Ukraine cannot avoid partition

Ukraine must not capitulate and demilitarise, but de-facto partition is now an inevitability

Artillery Row

After two years of bloody conflict, an end of Russia’s invasion of Ukraine is not in sight. Following the failed counter offensive and continuous delays to Western military support, the war of attrition is moving from a stalemate to a renewed Russian onslaught on five fronts along Ukraine’s eastern and southern flanks — in Luhansk from Kreminna to Bakhmut, in Donetsk from Avdiivka to Marinka, and north of Crimea in Robotyne. Just as Russia dug deep defensive positions to halt Ukrainian advances in 2022, so Ukraine has to build a bulwark against relentless Russian attacks. The country’s heroic resistance is at stake.
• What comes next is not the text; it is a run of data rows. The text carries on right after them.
//! Versioned cache of the app shell, served network-first.
//!
//! A [`CacheManager`] owns one cache version. Installing pre-fetches the
//! shell manifest, activating deletes every cache of another version, and
//! requests are answered from the network with the cache as fallback.

mod fetch;
mod share;
mod store;

use std::sync::Arc;
use std::sync::Mutex;
use std::sync::atomic::{AtomicBool, Ordering};

use futures::{StreamExt, stream};

use crate::config::CacheConfig;

pub use fetch::{Fetch, HttpFetcher};
pub use share::{SharedFile, inject_shared_file, shared_file_script};
pub use store::{CacheStorage, CachedResponse};

/// Lifecycle of one cache version.
#[derive(Debug, Clone, Copy, PartialEq, Eq)]
pub enum CacheState {
    /// Created, nothing fetched yet.
    Registered,
    /// Pre-fetching the manifest.
    Installing,
    /// Manifest fetched, waiting for activation.
    Installed,
    /// Serving requests.
    Activated,
    /// A newer version deleted this cache.
    Superseded,
}

/// Result of pre-fetching the manifest.
#[derive(Debug, Clone, Default, PartialEq, Eq)]
pub struct InstallReport {
    pub cached: usize,
    pub failed: Vec<String>,
}

/// Answer to a share-target POST.
#[derive(Debug, Clone, PartialEq, Eq)]
pub enum ShareResponse {
    /// The share-handler document with the file embedded.
    Page(String),
    /// `303 See Other` to this location.
    Redirect(String),
}

/// Service-worker style manager for one cache version.
pub struct CacheManager {
    config: CacheConfig,
    storage: Arc<CacheStorage>,
    fetcher: Arc<dyn Fetch>,
    state: Mutex<CacheState>,
    claimed: AtomicBool,
}

impl std::fmt::Debug for CacheManager {
    fn fmt(&self, f: &mut std::fmt::Formatter<'_>) -> std::fmt::Result {
        f.debug_struct("CacheManager")
            .field("version", &self.config.version)
            .field("state", &self.state())
            .finish_non_exhaustive()
    }
}

impl CacheManager {
    #[must_use]
    pub fn new(config: CacheConfig, storage: Arc<CacheStorage>, fetcher: Arc<dyn Fetch>) -> Self {
        Self {
            config,
            storage,
            fetcher,
            state: Mutex::new(CacheState::Registered),
            claimed: AtomicBool::new(false),
        }
    }

    #[must_use]
    pub fn version(&self) -> &str {
        &self.config.version
    }

    #[must_use]
    pub fn storage(&self) -> &CacheStorage {
        &self.storage
    }

    #[must_use]
    pub fn state(&self) -> CacheState {
        let state = *self.state.lock().unwrap();
        if state == CacheState::Activated && !self.storage.has(&self.config.version) {
            return CacheState::Superseded;
        }
        state
    }

    /// Whether this version has claimed its clients.
    #[must_use]
    pub fn is_controlling(&self) -> bool {
        self.claimed.load(Ordering::SeqCst) && self.state() == CacheState::Activated
    }

    fn set_state(&self, state: CacheState) {
        *self.state.lock().unwrap() = state;
    }

    /// Opens the versioned cache and pre-fetches the manifest.
    ///
    /// A manifest entry that cannot be fetched is logged and skipped; it
    /// never fails the install.
    pub async fn install(&self) -> InstallReport {
        self.set_state(CacheState::Installing);
        self.storage.open(&self.config.version);
        log::info!("Cache {} opened", self.config.version);

        let results: Vec<(String, Option<CachedResponse>)> = stream::iter(self.config.manifest.clone())
            .map(|path| async move {
                match self.fetcher.fetch(&path).await {
                    Ok(response) if response.is_ok() => (path, Some(response)),
                    Ok(response) => {
                        log::warn!("Pre-cache of {path} failed: status {}", response.status);
                        (path, None)
                    }
                    Err(e) => {
                        log::warn!("Pre-cache of {path} failed: {e}");
                        (path, None)
                    }
                }
            })
            .buffer_unordered(self.config.manifest.len().max(1))
            .collect()
            .await;

        let mut report = InstallReport::default();
        for (path, response) in results {
            match response {
                Some(response) => {
                    self.storage.put(&self.config.version, &path, response);
                    report.cached += 1;
                }
                None => report.failed.push(path),
            }
        }
        report.failed.sort();

        self.set_state(CacheState::Installed);
        report
    }

    /// Deletes every cache not named after this version and claims clients.
    ///
    /// Returns the names of the deleted caches.
    pub fn activate(&self) -> Vec<String> {
        let mut deleted = Vec::new();
        for name in self.storage.keys() {
            if name != self.config.version && self.storage.delete(&name) {
                log::info!("Deleting old cache: {name}");
                deleted.push(name);
            }
        }

        self.storage.open(&self.config.version);
        self.set_state(CacheState::Activated);
        self.claimed.store(true, Ordering::SeqCst);
        log::info!("Cache {} activated", self.config.version);
        deleted
    }

    /// Installs, then activates immediately.
    pub async fn start(&self) -> InstallReport {
        let report = self.install().await;
        self.activate();
        report
    }

    /// Serves a GET network-first.
    ///
    /// A `200` from the network is stored under `key` and returned. Other
    /// statuses are returned uncached. On network failure the cached match
    /// for `key` is served, then the cached root document, then an offline
    /// `503`.
    pub async fn handle_get(&self, key: &str) -> CachedResponse {
        match self.fetcher.fetch(key).await {
            Ok(response) => {
                if response.is_ok() {
                    self.storage.put(&self.config.version, key, response.clone());
                }
                response
            }
            Err(e) => {
                log::warn!("Network fetch of {key} failed, using cache: {e}");
                self.storage
                    .match_any(key)
                    .or_else(|| self.storage.match_any(&self.config.root_document))
                    .unwrap_or_else(|| {
                        log::error!("No cached response for {key}");
                        CachedResponse::offline()
                    })
            }
        }
    }

    /// Serves a GET for a client this version does not control yet: straight
    /// to the network, nothing cached.
    pub async fn fetch_uncontrolled(&self, key: &str) -> CachedResponse {
        self.fetcher.fetch(key).await.unwrap_or_else(|e| {
            log::warn!("Network fetch of {key} failed: {e}");
            CachedResponse::offline()
        })
    }

    /// Serves a share-target POST.
    ///
    /// With a file, answers the cached share-handler document with the file
    /// embedded. Without one, or with no cached handler, redirects to the
    /// root document.
    #[must_use]
    pub fn handle_share(&self, file: Option<&SharedFile>) -> ShareResponse {
        let redirect = || ShareResponse::Redirect(self.config.root_document.clone());

        let Some(file) = file else {
            log::info!("Share request without a file");
            return redirect();
        };
        let Some(handler) = self
            .storage
            .match_in(&self.config.version, &self.config.share_handler)
        else {
            log::warn!("Share handler {} not cached", self.config.share_handler);
            return redirect();
        };

        log::info!("Shared file received: {} ({})", file.file_name, file.content_type);
        ShareResponse::Page(inject_shared_file(&handler.text(), file))
    }
}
The Ukrainian people are paying the price of decades of depleting our armed forces and our industries

A total victory for Ukraine looks increasingly beyond reach. The US will only disengage further, giving Kiev just enough not to be defeated while denying it the arms and ammunition to launch a successful counter offensive. The US$ 60 billion package of American military support is still being blocked by the Republicans in the House of Representatives, and this despite a string of bitter defeats in Bakhmut and Avdiivka as well as the violent death of Vladimir Putin’s nemesis Alexey Navalny. Or indeed despite Kiev’s stunning success in targeting Russia’s Black Sea fleet and weak spots in Russian supply lines on the Crimean Peninsula and behind the Eastern border. Ukraine seems doomed if it does and doomed if it doesn’t. Amid Western dereliction of duty, the prospects of defeat loom large — gradually then suddenly.
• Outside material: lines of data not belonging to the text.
impl Orchestrator {
    /// Creates an orchestrator reading files with `tokio::fs` and no
    /// security scope.
    #[must_use]
    pub fn new(config: DeliveryConfig, surface: SurfaceSlot) -> Self {
        Self {
            config,
            register: Arc::new(PendingRegister::new()),
            surface,
            scope: Arc::new(Unscoped),
            reader: Arc::new(TokioFileReader),
            observer: Arc::new(NoObserver),
        }
    }

    #[must_use]
    pub fn with_scope(mut self, scope: Arc<dyn SecurityScope>) -> Self {
        self.scope = scope;
        self
    }

    #[must_use]
    pub fn with_reader(mut self, reader: Arc<dyn FileReader>) -> Self {
        self.reader = reader;
        self
    }

    #[must_use]
    pub fn with_observer(mut self, observer: Arc<dyn DeliveryObserver>) -> Self {
        self.observer = observer;
        self
    }

    #[must_use]
    pub fn register(&self) -> &PendingRegister {
        &self.register
    }

    #[must_use]
    pub const fn config(&self) -> &DeliveryConfig {
        &self.config
    }

    /// Handles a file-open event.
    ///
    /// Files with unrecognized extensions are ignored and `None` is
    /// returned. Otherwise the file becomes the pending file, superseding
    /// any earlier one, and a delivery task is scheduled.
    pub fn open_file(&self, path: impl Into<PathBuf>, source: LaunchSource) -> Option<JoinHandle<DeliveryOutcome>> {
        let path = path.into();
        let Some(kind) = FileKind::from_path(&path) else {
            log::debug!("Ignoring unsupported file {}", path.display());
            return None;
        };
        log::info!("File opened ({source:?}): {}", path.display());

        let file = PendingFile::new(path);
        self.register.set_pending(file.clone());

        let delay = match source {
            LaunchSource::ColdLaunch => Duration::from_millis(self.config.launch_delay_ms),
            LaunchSource::OpenUrl => Duration::from_millis(self.config.open_delay_ms),
        };
        Some(self.spawn_delivery(file, kind, delay))
    }

    /// Handles the app returning to the foreground.
    ///
    /// A still-pending file is taken from the register, which stops the
    /// attempt that owned it, and delivery re-enters for that file after
    /// the settle delay.
    pub fn resume_foreground(&self) -> Option<JoinHandle<DeliveryOutcome>> {
        let taken = self.register.take_if_present()?;
        let kind = FileKind::from_path(&taken.path)?;
        log::info!("Resumed with pending file {}", taken.path.display());

        let file = taken.renewed();
        self.register.set_pending(file.clone());
        Some(self.spawn_delivery(file, kind, self.config.settle_delay()))
    }

    fn spawn_delivery(&self, file: PendingFile, kind: FileKind, delay: Duration) -> JoinHandle<DeliveryOutcome> {
        let this = self.clone();
        tokio::spawn(async move {
            let token = file.token();
            if !pause(delay, &token).await {
                return this.finish(&file, DeliveryOutcome::Superseded);
            }

            let outcome = this.attempt(&file, kind, true).await;
            if outcome != (DeliveryOutcome::BridgeUnavailable { reloaded: true }) {
                return outcome;
            }

            // The reloaded content gets one more attempt, without another reload.
            match this.take_after_reload(&file).await {
                Some(file) => this.attempt(&file, kind, false).await,
                None => outcome,
            }
        })
    }

    /// Waits for the reloaded content to settle, then takes the pending
    /// entry if it is still the one whose attempt triggered the reload.
    async fn take_after_reload(&self, file: &PendingFile) -> Option<PendingFile> {
        tokio::time::sleep(self.config.settle_delay()).await;
        let taken = self.register.take_if_matches(file.id)?;
        let renewed = taken.renewed();
        self.register.set_pending(renewed.clone());
        log::info!("Re-checking pending file {} after reload", renewed.path.display());
        Some(renewed)
    }

    /// Runs one pass of the state machine for `file`.
    async fn attempt(&self, file: &PendingFile, kind: FileKind, allow_reload: bool) -> DeliveryOutcome {
        let token = file.token();

        self.observer.on_state(file, DeliveryState::WaitingForSurface);
        let surface = match self.wait_for_surface(file, &token).await {
            Ok(surface) => surface,
            Err(outcome) => return self.finish(file, outcome),
        };

        let payload = match self.read_payload(&file.path, kind).await {
            Ok(payload) => payload,
            Err(e) => {
                log::error!("Error reading {}: {e}", file.path.display());
                self.register.clear_if_matches(file.id);
                return self.finish(file, DeliveryOutcome::ReadFailed(e.to_string()));
            }
        };
        if token.is_cancelled() {
            return self.finish(file, DeliveryOutcome::Superseded);
        }

        self.observer.on_state(file, DeliveryState::Resetting);
        self.reset(surface.as_ref()).await;

        self.observer.on_state(file, DeliveryState::Injecting);
        let outcome = self.inject(file, surface.as_ref(), &payload, &token).await;

        if let DeliveryOutcome::BridgeUnavailable { .. } = outcome {
            self.observer.on_state(file, DeliveryState::GaveUp);
            let reloaded = allow_reload && self.config.reload_on_exhaustion && reload(surface.as_ref()).await;
            return self.finish(file, DeliveryOutcome::BridgeUnavailable { reloaded });
        }
        self.finish(file, outcome)
    }

    async fn wait_for_surface(
        &self,
        file: &PendingFile,
        token: &CancellationToken,
    ) -> std::result::Result<Arc<dyn WebSurface>, DeliveryOutcome> {
        let policy = self.config.surface;
        for attempt in 1..=policy.max_attempts {
            if let Some(surface) = self.surface.get() {
                return Ok(surface);
            }
            log::warn!(
                "Surface not ready for {} (attempt {attempt}/{})",
                file.path.display(),
                policy.max_attempts
            );
            self.register.touch(file.id);
            if !pause(policy.interval(), token).await {
                return Err(DeliveryOutcome::Superseded);
            }
        }
        self.surface.get().ok_or_else(|| {
            log::error!(
                "Surface never became ready for {} within {:?}",
                file.path.display(),
                policy.budget()
            );
            DeliveryOutcome::SurfaceUnavailable
        })
    }

    async fn read_payload(&self, path: &Path, kind: FileKind) -> Result<EncodedPayload> {
        let bytes = read_scoped(self.scope.as_ref(), self.reader.as_ref(), path).await?;
        let file_name = path
            .file_name()
            .map(|n| n.to_string_lossy().into_owned())
            .ok_or_else(|| Error::UnsupportedFile(path.display().to_string()))?;
        encode(&file_name, &bytes, kind)
    }

    /// Resets the content, assuming completion if it is not acknowledged
    /// within the reset timeout.
    async fn reset(&self, surface: &dyn WebSurface) {
        match tokio::time::timeout(self.config.reset_timeout(), surface.reset_state()).await {
            Ok(Ok(())) => log::debug!("Content reset acknowledged"),
            Ok(Err(e)) => log::warn!("Content reset failed: {e}"),
            Err(_) => log::warn!(
                "Content reset not acknowledged within {:?}, continuing",
                self.config.reset_timeout()
            ),
        }
    }

    async fn inject(
        &self,
        file: &PendingFile,
        surface: &dyn WebSurface,
        payload: &EncodedPayload,
        token: &CancellationToken,
    ) -> DeliveryOutcome {
        let policy = self.config.bridge;
        for attempt in 1..=policy.max_attempts {
            if token.is_cancelled() {
                return DeliveryOutcome::Superseded;
            }
            self.register.touch(file.id);

            match surface.invoke_bridge(payload).await {
                Ok(()) => {
                    self.observer.on_state(file, DeliveryState::Delivered);
                    if !self.register.clear_if_matches(file.id) {
                        log::debug!("Pending slot already moved on from {}", file.path.display());
                    }
                    log::info!("Delivered {} after {attempt} attempt(s)", file.path.display());
                    return DeliveryOutcome::Delivered { attempts: attempt };
                }
                Err(Error::BridgeNotReady) => {
                    log::debug!("Bridge not ready (attempt {attempt}/{})", policy.max_attempts);
                }
                Err(e) => {
                    log::error!("Injection into content failed: {e}");
                    return DeliveryOutcome::Failed(e.to_string());
                }
            }

            if attempt < policy.max_attempts && !pause(policy.interval(), token).await {
                return DeliveryOutcome::Superseded;
            }
        }

        log::error!(
            "Bridge never defined after {} attempts ({:?}) for {}",
            policy.max_attempts,
            policy.budget(),
            file.path.display()
        );
        DeliveryOutcome::BridgeUnavailable { reloaded: false }
    }

    fn finish(&self, file: &PendingFile, outcome: DeliveryOutcome) -> DeliveryOutcome {
        if outcome == DeliveryOutcome::Superseded {
            log::info!("Delivery of {} superseded", file.path.display());
        }
        self.observer.on_outcome(file, &outcome);
        outcome
    }
}

/// Sleeps for `duration`. Returns `false` if `token` was cancelled first.
async fn pause(duration: Duration, token: &CancellationToken) -> bool {
    tokio::select! {
        () = tokio::time::sleep(duration) => !token.is_cancelled(),
        () = token.cancelled() => false,
    }
}
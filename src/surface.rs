//! The native side's view of the rendering surface hosting the web content.

use std::sync::{Arc, RwLock};

use async_trait::async_trait;

use crate::encode::EncodedPayload;
use crate::error::Result;

/// Operations the orchestrator performs on the web content.
#[async_trait]
pub trait WebSurface: Send + Sync {
    /// Asks the content to drop any state from a previously opened file.
    async fn reset_state(&self) -> Result<()>;

    /// Calls the bridge entry point with the payload.
    ///
    /// Fails with [`crate::Error::BridgeNotReady`] while the content has not
    /// defined the entry point yet.
    async fn invoke_bridge(&self, payload: &EncodedPayload) -> Result<()>;

    /// Reloads the content from scratch.
    async fn reload(&self) -> Result<()>;
}

/// Holder for the surface, which only exists once the host has built it.
#[derive(Clone, Default)]
pub struct SurfaceSlot {
    inner: Arc<RwLock<Option<Arc<dyn WebSurface>>>>,
}

impl std::fmt::Debug for SurfaceSlot {
    fn fmt(&self, f: &mut std::fmt::Formatter<'_>) -> std::fmt::Result {
        f.debug_struct("SurfaceSlot")
            .field("attached", &self.get().is_some())
            .finish()
    }
}

impl SurfaceSlot {
    #[must_use]
    pub fn new() -> Self {
        Self::default()
    }

    /// Called by the host once the rendering surface is constructed.
    pub fn attach(&self, surface: Arc<dyn WebSurface>) {
        *self.inner.write().unwrap() = Some(surface);
        log::info!("Rendering surface attached");
    }

    pub fn detach(&self) {
        *self.inner.write().unwrap() = None;
    }

    #[must_use]
    pub fn get(&self) -> Option<Arc<dyn WebSurface>> {
        self.inner.read().unwrap().clone()
    }
}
The Ukrainian army and people have also been badly let down by the failure of the EU’s big member-states to make good on the pledge to provide a million artillery shells by next month, with hardly half of that number delivered on time. Meanwhile Moscow has benefitted from Iranian drones and North Korean supplies, giving its army a ten to one advantage in artillery barrage on the battlefields.
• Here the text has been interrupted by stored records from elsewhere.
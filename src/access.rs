//! Reading opened files from outside the app's own storage.
//!
//! Files handed to the app by another app may only be read while a
//! security-scoped access grant is held. [`read_scoped`] takes the grant
//! right before reading and a guard releases it on every exit path.

use std::path::{Path, PathBuf};

use async_trait::async_trait;

use crate::error::{Error, Result};

/// Platform hook granting temporary access to a file outside the sandbox.
pub trait SecurityScope: Send + Sync {
    /// Starts access. Returns `false` when no grant was needed or given.
    fn start_access(&self, path: &Path) -> bool;

    /// Ends an access started by [`Self::start_access`].
    fn stop_access(&self, path: &Path);
}

/// Scope for platforms without sandboxed file grants.
#[derive(Debug, Clone, Copy, Default)]
pub struct Unscoped;

impl SecurityScope for Unscoped {
    fn start_access(&self, _path: &Path) -> bool {
        false
    }

    fn stop_access(&self, _path: &Path) {}
}

/// RAII guard that releases a started grant on drop.
pub struct ScopedAccess<'a> {
    scope: &'a dyn SecurityScope,
    path: PathBuf,
    started: bool,
}

impl<'a> ScopedAccess<'a> {
    pub fn acquire(scope: &'a dyn SecurityScope, path: &Path) -> Self {
        let started = scope.start_access(path);
        Self {
            scope,
            path: path.to_path_buf(),
            started,
        }
    }

    #[must_use]
    pub const fn started(&self) -> bool {
        self.started
    }
}

impl Drop for ScopedAccess<'_> {
    fn drop(&mut self) {
        if self.started {
            self.scope.stop_access(&self.path);
        }
    }
}

/// Abstraction over reading file bytes, for testability.
#[async_trait]
pub trait FileReader: Send + Sync {
    async fn read(&self, path: &Path) -> std::io::Result<Vec<u8>>;
}

/// Default reader using `tokio::fs`.
#[derive(Debug, Clone, Copy, Default)]
pub struct TokioFileReader;

#[async_trait]
impl FileReader for TokioFileReader {
    async fn read(&self, path: &Path) -> std::io::Result<Vec<u8>> {
        tokio::fs::read(path).await
    }
}

/// Reads a file while holding a security-scoped grant.
///
/// # Errors
///
/// Returns [`Error::Read`] if the file cannot be read. The grant is released
/// before this returns in every case.
pub async fn read_scoped(
    scope: &dyn SecurityScope,
    reader: &dyn FileReader,
    path: &Path,
) -> Result<Vec<u8>> {
    let access = ScopedAccess::acquire(scope, path);
    let bytes = reader.read(path).await.map_err(|source| Error::Read {
        path: path.to_path_buf(),
        source,
    })?;
    log::debug!(
        "Read {} bytes from {} (security scoped: {})",
        bytes.len(),
        path.display(),
        access.started()
    );
    Ok(bytes)
}
//! Embeds a shared file into the share-handler document.

const HEAD_CLOSE: &str = "</head>";

/// A file received through the share target.
#[derive(Debug, Clone, PartialEq, Eq)]
pub struct SharedFile {
    pub file_name: String,
    pub content_type: String,
    pub bytes: Vec<u8>,
}

/// JSON string literal that is also safe inside a `<script>` element.
fn script_literal(value: &str) -> String {
    serde_json::Value::from(value).to_string().replace("</", "<\\/")
}

/// Script constructing `window.sharedFile` from the upload.
///
/// The content is read as UTF-8 text, with invalid sequences replaced, the
/// same way the share page reads the file with `text()`. Text models (OBJ,
/// ASCII STL and PLY) arrive byte for byte; binary STL or PLY uploads do not.
#[must_use]
pub fn shared_file_script(file: &SharedFile) -> String {
    let content = String::from_utf8_lossy(&file.bytes);
    format!(
        "<script>window.sharedFile = new File([{}], {}, {{type: {}}});</script>",
        script_literal(&content),
        script_literal(&file.file_name),
        script_literal(&file.content_type),
    )
}

/// Inserts the shared-file script before the first `</head>`. A document
/// without one is returned unchanged.
#[must_use]
pub fn inject_shared_file(document: &str, file: &SharedFile) -> String {
    let script = shared_file_script(file);
    document.replacen(HEAD_CLOSE, &format!("{script}{HEAD_CLOSE}"), 1)
}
Even if the US and the rest of the West did deliver all the promised weaponry, there are doubts as to whether Ukraine has the demographic depth to vanquish the Russians who can call not only on conscripts from ethnic minorities in far-flung parts of the Federation but also on about 300,000 recently recruited volunteers. The Kremlin and Russia’s military leadership have no hesitation to send them to their near-certain death in the Donbass meatgrinder. The Ukrainian troops have too suffered catastrophic losses, but the difference is that the average age of Kiev’s soldiers on the frontline is said to approach 43. Ultimately, Moscow’s manpower and military-industrial complex exceed not just Ukraine’s but also Western Europe’s. The Ukrainian people are paying the price of decades of depleting our armed forces and our industries — tens if not hundreds of thousands are making the supreme sacrifice.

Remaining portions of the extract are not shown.